The International Federation of the Phonographic Industry has published a report claiming that 35% of all CDs sold around the world are illegal copies – that’s 1.1 billion pirate disks. The report also includes a list of countries recommended for government action: Brazil, China, Mexico, Pakistan, Paraguay, Russia, Spain, Taiwan, Thailand and Ukraine.
Sales of illegal discs rose 4% in 2004, though the year saw the slowest increase since 2000, an indication that increased anti-piracy activity is having a positive effect.
Clearly the biggest threat to the record industry today is not P2P networks but the more traditional CD copying seen in the the IFPI’s ten priority countries where anti-piracy offensives are most needed.

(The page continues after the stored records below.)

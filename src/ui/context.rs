//! Decides between styled and plain output

use std::io::IsTerminal;

/// Output behavior for one command invocation
#[derive(Debug, Clone)]
pub struct UiContext {
    /// Running in an interactive terminal
    interactive: bool,
    /// Decorative output suppressed (machine-readable formats)
    quiet: bool,
}

const CI_VARS: [&str; 6] = [
    "CI",
    "GITHUB_ACTIONS",
    "GITLAB_CI",
    "BUILDKITE",
    "JENKINS_URL",
    "TF_BUILD",
];

impl UiContext {
    /// Detect the current environment
    pub fn detect() -> Self {
        Self {
            interactive: Self::detect_interactive(),
            quiet: false,
        }
    }

    /// Plain output, for tests and pipes
    pub fn non_interactive() -> Self {
        Self {
            interactive: false,
            quiet: false,
        }
    }

    /// Suppress banners, steps and spinners
    pub fn with_quiet(mut self, quiet: bool) -> Self {
        self.quiet = quiet;
        self
    }

    pub fn is_interactive(&self) -> bool {
        self.interactive
    }

    pub fn is_quiet(&self) -> bool {
        self.quiet
    }

    /// Spinners, bars and colors
    pub fn use_fancy_output(&self) -> bool {
        self.interactive && !self.quiet
    }

    fn detect_interactive() -> bool {
        if !std::io::stdout().is_terminal() {
            return false;
        }
        !CI_VARS.iter().any(|var| std::env::var(var).is_ok())
    }
}

#[cfg(test)]
mod tests {
    use super::*;

    #[test]
    fn non_interactive_context() {
        let ctx = UiContext::non_interactive();
        assert!(!ctx.is_interactive());
        assert!(!ctx.is_quiet());
        assert!(!ctx.use_fancy_output());
    }

    #[test]
    fn quiet_disables_fancy_output() {
        let ctx = UiContext {
            interactive: true,
            quiet: false,
        };
        assert!(ctx.use_fancy_output());
        assert!(!ctx.with_quiet(true).use_fancy_output());
    }
}
//! Cache storage abstraction
//!
//! Provides a trait for bucket operations so the agent can run against
//! the in-memory store or any host-provided response cache.

use crate::error::OffgridResult;
use crate::http::{CacheKey, Response};
use async_trait::async_trait;
use chrono::{DateTime, Utc};
use serde::Serialize;

/// A stored response with metadata
#[derive(Debug, Clone)]
pub struct CacheEntry {
    pub key: CacheKey,
    pub response: Response,
    /// When the entry was stored
    pub cached_at: DateTime<Utc>,
    /// Body size in bytes
    pub size: usize,
}

impl CacheEntry {
    pub fn new(key: CacheKey, response: Response, cached_at: DateTime<Utc>) -> Self {
        let size = response.body.len();
        Self {
            key,
            response,
            cached_at,
            size,
        }
    }
}

/// Summary of one bucket
#[derive(Debug, Clone, Serialize)]
pub struct BucketInfo {
    pub name: String,
    pub entries: usize,
    pub size_bytes: usize,
    pub created_at: DateTime<Utc>,
}

/// Abstract response cache
///
/// Every operation is atomic on its own; callers never hold a bucket
/// across an await point.
#[async_trait]
pub trait CacheStorage: Send + Sync {
    /// Create the bucket if it does not exist
    async fn open(&self, bucket: &str) -> OffgridResult<()>;

    /// Store a response, replacing any entry under the same key.
    /// Opens the bucket if needed.
    async fn put(&self, bucket: &str, key: CacheKey, response: Response) -> OffgridResult<()>;

    /// Look up a key in one bucket
    async fn match_in(&self, bucket: &str, key: &CacheKey) -> OffgridResult<Option<Response>>;

    /// Look up a key across all buckets in creation order
    async fn match_any(&self, key: &CacheKey) -> OffgridResult<Option<Response>>;

    /// Names of all buckets in creation order
    async fn keys(&self) -> OffgridResult<Vec<String>>;

    /// Delete a bucket and everything in it. Returns whether it existed.
    async fn delete(&self, bucket: &str) -> OffgridResult<bool>;

    /// Entries of one bucket, ordered by key
    async fn entries(&self, bucket: &str) -> OffgridResult<Vec<CacheEntry>>;

    /// Summaries of all buckets
    async fn describe(&self) -> OffgridResult<Vec<BucketInfo>>;
}
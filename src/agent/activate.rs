//! Activate hook: purge stale buckets, then claim clients

use super::{Agent, WorkerState};
use crate::error::OffgridResult;
use futures_util::future::join_all;
use serde::Serialize;
use tracing::{debug, info, warn};

/// A bucket that could not be deleted
#[derive(Debug, Clone, PartialEq, Eq, Serialize)]
pub struct PurgeFailure {
    pub bucket: String,
    pub reason: String,
}

/// What the activate hook did
#[derive(Debug, Clone, PartialEq, Eq, Serialize)]
pub struct ActivationReport {
    pub purged: Vec<String>,
    pub failed: Vec<PurgeFailure>,
    /// Clients now controlled, `None` if the claim failed
    pub claimed: Option<usize>,
}

impl Agent {
    /// Delete every bucket that is neither the static nor the runtime
    /// bucket, then claim all open clients.
    ///
    /// Deletions run concurrently and all settle before the claim. A failed
    /// deletion is reported and does not stop activation; there is no
    /// retry. Failing to list buckets makes the worker redundant.
    pub async fn activate(&self) -> OffgridResult<ActivationReport> {
        self.transition(WorkerState::Activating)?;

        let existing = match self.storage.keys().await {
            Ok(keys) => keys,
            Err(e) => {
                warn!("Cannot list cache buckets: {}", e);
                self.transition(WorkerState::Redundant)?;
                return Err(e);
            }
        };

        let stale: Vec<&str> = self.settings.buckets.stale(&existing);
        info!("Activating, {} stale bucket(s)", stale.len());

        let results = join_all(
            stale
                .iter()
                .map(|name| async move { (*name, self.storage.delete(name).await) }),
        )
        .await;

        let mut purged = Vec::new();
        let mut failed = Vec::new();
        for (bucket, result) in results {
            match result {
                Ok(true) => {
                    debug!("Deleted bucket {}", bucket);
                    purged.push(bucket.to_string());
                }
                Ok(false) => debug!("Bucket {} already gone", bucket),
                Err(e) => {
                    warn!("Failed to delete bucket {}: {}", bucket, e);
                    failed.push(PurgeFailure {
                        bucket: bucket.to_string(),
                        reason: e.to_string(),
                    });
                }
            }
        }

        let claimed = match self.clients.claim().await {
            Ok(count) => Some(count),
            Err(e) => {
                warn!("Failed to claim clients: {}", e);
                None
            }
        };

        self.transition(WorkerState::Activated)?;

        let report = ActivationReport {
            purged,
            failed,
            claimed,
        };

        if !report.purged.is_empty() || !report.failed.is_empty() {
            self.journal_event(
                "purge",
                serde_json::json!({
                    "purged": report.purged,
                    "failed": report.failed,
                }),
            )
            .await;
        }
        self.journal_event("activate", serde_json::json!({ "claimed": report.claimed }))
            .await;

        Ok(report)
    }
}
//! Completions command - print a shell completion script

use crate::cli::args::{Cli, CompletionsArgs};
use crate::error::OffgridResult;
use clap::CommandFactory;

/// Execute the completions command
pub fn execute(args: CompletionsArgs) -> OffgridResult<()> {
    let mut cmd = Cli::command();
    let name = cmd.get_name().to_string();
    clap_complete::generate(args.shell, &mut cmd, name, &mut std::io::stdout());
    Ok(())
}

The report contains a four point “Call to Governments” asking for strong and updated copyright laws, sentences to deter pirates, the regulation of disc manufacturing and a commitment to prosecute copyright infringers aggressively.
IFPI Chairman and CEO Jay Berman said: “Commercial music piracy dominates large swathes of the world’s music markets, despite an encouraging slowdown in growth in 2003. This illegal trade is funding organised crime, fuelling widespread corruption and costing governments hundreds of millions of dollars in lost taxes. It is destroying artist careers and music cultures, and robbing countries with high piracy rates of billions of dollars of investment they would otherwise enjoy.
“The responsibility now is for governments – and especially on the 10 priority countries our report names – to act decisively against the problem. This means proper enforcement, deterrent sentences against pirates, effective regulation of disc manufacturing and, above all, the political will to make sure real change happens.”